There was a pause, and Bubba said, "Not exactly. The new boyfriend is a girlfriend."

They just sprung that on you?

"No. the wife told me Thursday morning before they got here."

I wondered aloud if this beloved light of his life was lesbian, or bi-, or experimenting, or what.

"I don't know," Bubba said. "This may just be an initiation anymore for young woke people.

"I got an inkling a few months ago when she told me everybody is some of one and some of the other. I told her I was all boy, by George, and she told me to have my testosterone and estrogen checked next time I had blood drawn. I told her I didn't need a blood test to know what melted my butter.

"She asked me how many decades it had been since I got my butter melted. I told her nobody likes a smart-mouthed granddaughter."

But you do, I said, and he agreed.

He said the fact was that, at 73 now, his main goal is to limit his aggravation to keep his blood pressure down. Anyway, he said, he'd never been able to accept any of those guys being with his granddaughter, either.

"Here's the thing I told her," he said, meaning his granddaughter's new partner. "I said, 'If you'll let me be me, then I'll let you be you.'"

I told Bubba he had just prescribed the globe's healing medicine--mutual tolerance of difference.

"Well, she said it sounded like a fair deal to her.

"Then she looked at the TV and said, 'How many more times are we gonna have to watch a boring Detroit Lions game on Thanksgiving?' And I told her I'd been wondering that same thing since the '70s."

So, you and she bonded?

"I wouldn't say that. We'll bond the day we're still getting along after we get into it big-time, assuming this thing lasts very long."

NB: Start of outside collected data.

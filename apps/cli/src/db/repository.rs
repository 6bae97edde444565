//! Repository pattern for database access.

use crate::db::date_utils::{get_adjusted_today, get_adjusted_today_string};
use crate::db::error::DbError;
use rusqlite::types::Type;
use rusqlite::{params, Connection, OptionalExtension, Row};
use std::path::Path;
use study_engine::session::format_date;
use study_engine::{
    DailyGoal, EngineSettings, KnowledgeState, KnowledgeStore, Stage, StatePersistence,
    StrategyKind, StudyMode,
};

type Result<T> = std::result::Result<T, DbError>;

/// Repository for knowledge state operations.
pub trait StateRepository {
    fn get_state(&self, question_id: &str) -> Result<Option<KnowledgeState>>;
    fn save_state(&self, question_id: &str, state: &KnowledgeState) -> Result<()>;
    fn load_states(&self) -> Result<KnowledgeStore>;
    /// Replace every stored state with the contents of `store`.
    fn replace_states(&self, store: &KnowledgeStore) -> Result<()>;
    fn clear_states(&self) -> Result<usize>;
}

/// Repository for settings operations.
pub trait SettingsRepository {
    fn get_settings(&self) -> Result<EngineSettings>;
    fn save_settings(&self, settings: &EngineSettings) -> Result<()>;
}

/// Repository for the daily goal record.
pub trait GoalRepository {
    fn get_goal(&self) -> Result<Option<DailyGoal>>;
    fn save_goal(&self, goal: &DailyGoal) -> Result<()>;
}

/// One answered question, as written to the history log.
#[derive(Debug, Clone, PartialEq, serde::Serialize)]
pub struct AnswerRecord {
    pub question_id: String,
    pub answered_at: String,
    pub study_date: String,
    pub is_correct: bool,
    pub confidence: Option<u8>,
    pub response_time_ms: Option<u64>,
    pub strategy: String,
    pub stage_before: String,
    pub stage_after: String,
    pub interval_before: u32,
    pub interval_after: u32,
    pub ease_before: f64,
    pub ease_after: f64,
    pub rating_before: u8,
    pub rating_after: u8,
}

/// Overall study statistics.
#[derive(Debug, Clone, PartialEq, serde::Serialize)]
pub struct StudyStats {
    pub answers_today: usize,
    pub correct_today: usize,
    pub questions_today: usize,
    pub total_answers: usize,
    pub accuracy: f64,
    pub active_days: usize,
}

/// Calendar data point.
#[derive(Debug, Clone, PartialEq, serde::Serialize)]
pub struct CalendarData {
    pub date: String,
    pub answers: usize,
}

/// Repository for answer history.
pub trait HistoryRepository {
    fn insert_answer(&self, record: &AnswerRecord) -> Result<i64>;
    fn clear_history(&self) -> Result<usize>;
}

/// Repository for statistics operations.
pub trait StatsRepository {
    fn get_study_stats(&self, daily_reset_hour: u32) -> Result<StudyStats>;
    fn get_calendar_data(&self, days: usize, daily_reset_hour: u32) -> Result<Vec<CalendarData>>;
}

/// SQLite implementation of repositories.
pub struct SqliteRepository {
    conn: Connection,
}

I asked if he thought it might.

"How the hell would I know? I never dreamed of it until yesterday morning and I've spent all of maybe four or five hours with 'em."

Well, Bubba had made a living reading people on the used-car lot.

"I read her as a pickup, but a sensible one. Toyota Tacoma or Nissan, maybe. I think a Dodge Ram would be more than she wants to say.

"But I could be wrong."

And how did it go between him and his precious granddaughter?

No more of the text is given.